There was no relationship between the SoCC and the age of the teacher. The change process involved in learning to incorporate technology in the classroom is one through which teachers of all ages must go. However, age was related negatively to TTI score, the self-reported knowledge of technology, and its use in instruction (r = -.224, p = .005). Younger teachers tended to score higher. This may be a reflection of the changes in preservice teacher education since new teachers that are entering the education field are more computer literate than their predecessors (Nicklin, 1992). For example, North Carolina's State Board of Education in 1996 approved for both inservice and preservice requirements for educators relating to basic and advanced technology competencies (North Carolina Department of Public Instruction, 1996), and ISTE and the National Council for Accreditation of Teacher Education (NCATE) have both revised their technology competencies for teachers (ISTE, 1997).
Home and School Access to Computers
No relationship existed between Stages of Concern about Computing and home access to computers. Even though teachers may have a home computer, if they are at a lower level of concern, they may not use it for school instructional planning. However, home access was significantly related to TTI score. Teachers with a home computer scored nearly eight points higher on the TTI (M = 22.10) than those without (M = 14.28). Once technology begins to be integrated into teaching, this usage can be reinforced with technology at home. Some schools allow teachers to take computers home on holidays and summers. Incentive programs like these may aid the use of computers in instruction.
Teachers who have computers and technology equipment at school did not have higher SoCC scores than teachers with no access. Even if teachers have technology at school, if they are at a low stage of concern, they may not use it. However, school access was related to TTI score. Teachers who have technology equipment readily available in their schools had higher mean TTI scores (M = 21.76), than teachers who did not (M = 12.156). Having school access to technology helps teachers to learn to use it and integrate it into instruction.

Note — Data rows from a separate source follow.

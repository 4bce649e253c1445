// ProgPoW GPU Miner - Free and Open Source Software Statement
//
// This project, progpow-miner, is Free and Open Source Software (FOSS) licensed
// under the MIT License. You are free to use, modify, and distribute this
// software in accordance with the license terms. Contributions are welcome
// via pull requests to the project repository.
//
// File: src/miner/farm.rs
// Version: 1.0.0
// Developer: OIEIEIO <oieieio@protonmail.com>
//
// This file supervises the workers: one named OS thread per device, a stop
// that also kicks every device out of a running kernel, and a join that
// reports each device's outcome independently.
//
// Tree Location:
// - src/miner/farm.rs (worker threads)
// - Depends on: std::thread

use log::{debug, error, info, warn};
use std::io;
use std::sync::Arc;
use std::thread::{self, JoinHandle};

use crate::miner::coordination::StopSignal;
use crate::miner::error::MinerError;
use crate::miner::gpu::backend::{BackendError, ComputeBackend, DeviceKick};
use crate::miner::nonce::MAX_MINERS;
use crate::miner::stats::DeviceStats;
use crate::miner::worker::{MinerWorker, WorkerState, WorkerStatus};

const LOG_TARGET: &str = "progpow::miner::farm";

/// How one device's worker ended
#[derive(Debug)]
pub struct DeviceOutcome {
    pub index: usize,
    pub device_name: String,
    pub result: Result<(), MinerError>,
}

impl DeviceOutcome {
    /// Device left disabled by an initialization failure
    pub fn is_disabled(&self) -> bool {
        matches!(&self.result, Err(e) if e.disables_device())
    }
}

pub struct DeviceHandle {
    pub index: usize,
    pub device_name: String,
    stop: StopSignal,
    kicker: Arc<dyn DeviceKick>,
    stats: Arc<DeviceStats>,
    status: WorkerStatus,
    thread: JoinHandle<Result<(), MinerError>>,
}

impl DeviceHandle {
    pub fn stats(&self) -> Arc<DeviceStats> {
        Arc::clone(&self.stats)
    }

    pub fn state(&self) -> WorkerState {
        self.status.get()
    }

    fn stop(&self) {
        self.stop.stop();
        self.kicker.kick();
    }
}

pub struct Farm {
    devices: Vec<DeviceHandle>,
}

impl Farm {
    /// Spawn one `gpu-<index>` thread per worker
    pub fn start<B: ComputeBackend + 'static>(workers: Vec<MinerWorker<B>>) -> io::Result<Self> {
        if workers.len() > MAX_MINERS {
            warn!(target: LOG_TARGET,
                "{} devices exceed the {} the extra-nonce layout can separate; workers past that are disabled on extra-nonce work",
                workers.len(),
                MAX_MINERS
            );
        }

        let mut devices = Vec::with_capacity(workers.len());
        for mut worker in workers {
            let index = worker.index();
            let device_name = worker.device_name().to_string();
            let stop = worker.stop_signal();
            let kicker = worker.kicker();
            let stats = worker.stats();
            let status = worker.status();

            debug!(target: LOG_TARGET, "Launching worker thread gpu-{} for {}", index, device_name);
            let thread = thread::Builder::new()
                .name(format!("gpu-{}", index))
                .spawn(move || worker.run())?;

            devices.push(DeviceHandle {
                index,
                device_name,
                stop,
                kicker,
                stats,
                status,
                thread,
            });
        }

        info!(target: LOG_TARGET, "🚀 {} worker thread(s) launched", devices.len());
        Ok(Self { devices })
    }

    pub fn devices(&self) -> &[DeviceHandle] {
        &self.devices
    }

    pub fn stats(&self) -> Vec<Arc<DeviceStats>> {
        self.devices.iter().map(|d| d.stats()).collect()
    }

    /// True once every worker reached Stopped or Aborted
    pub fn all_finished(&self) -> bool {
        self.devices.iter().all(|d| d.state().is_terminal())
    }

    /// Raise every stop signal and kick every device
    pub fn stop(&self) {
        info!(target: LOG_TARGET, "Stopping {} worker(s)", self.devices.len());
        for device in &self.devices {
            device.stop();
        }
    }

    /// Wait for every worker; one outcome per device
    pub fn join(self) -> Vec<DeviceOutcome> {
        self.devices
            .into_iter()
            .map(|device| {
                let result = device.thread.join().unwrap_or_else(|_| {
                    Err(MinerError::Backend(BackendError::runtime("worker thread", "panicked")))
                });
                match &result {
                    Ok(()) => info!(target: LOG_TARGET, "cl-{} {} finished", device.index, device.device_name),
                    Err(e) => error!(target: LOG_TARGET, "cl-{} {} failed: {}", device.index, device.device_name, e),
                }
                DeviceOutcome {
                    index: device.index,
                    device_name: device.device_name,
                    result,
                }
            })
            .collect()
    }
}

// Changelog:
// - v1.0.0 (2025-07-02): Thread-per-device farm, replacing the GPU manager's
//   tokio-runtime-per-thread launcher.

TTI, SoCC, and a School's Level of Technology Integration
As predicted the schools with more technology integration had teachers who had significantly higher mean TTI scores (Figure 4). School Three with the highest mean score is the school with a full time technology support person, more funding, and more overall resources. This suggests that schools that have appropriate technology support (including technology support staff with knowledge of the curriculum) can progress further toward technology integration. School Two, which once had a technology support person but no longer does, had the second highest mean score. School One, which had no extra technology funding or personnel, had the lowest mean score. For these three schools, those that received more technology support had more technology integration. This suggests that if we are to use technology in schools effectively, in addition to adequate resources, a school level technology specialist that is knowledgeable in the curriculum should be present for technical support and staff training. Without appropriat e resources and staffing, schools cannot achieve high levels of technology integration.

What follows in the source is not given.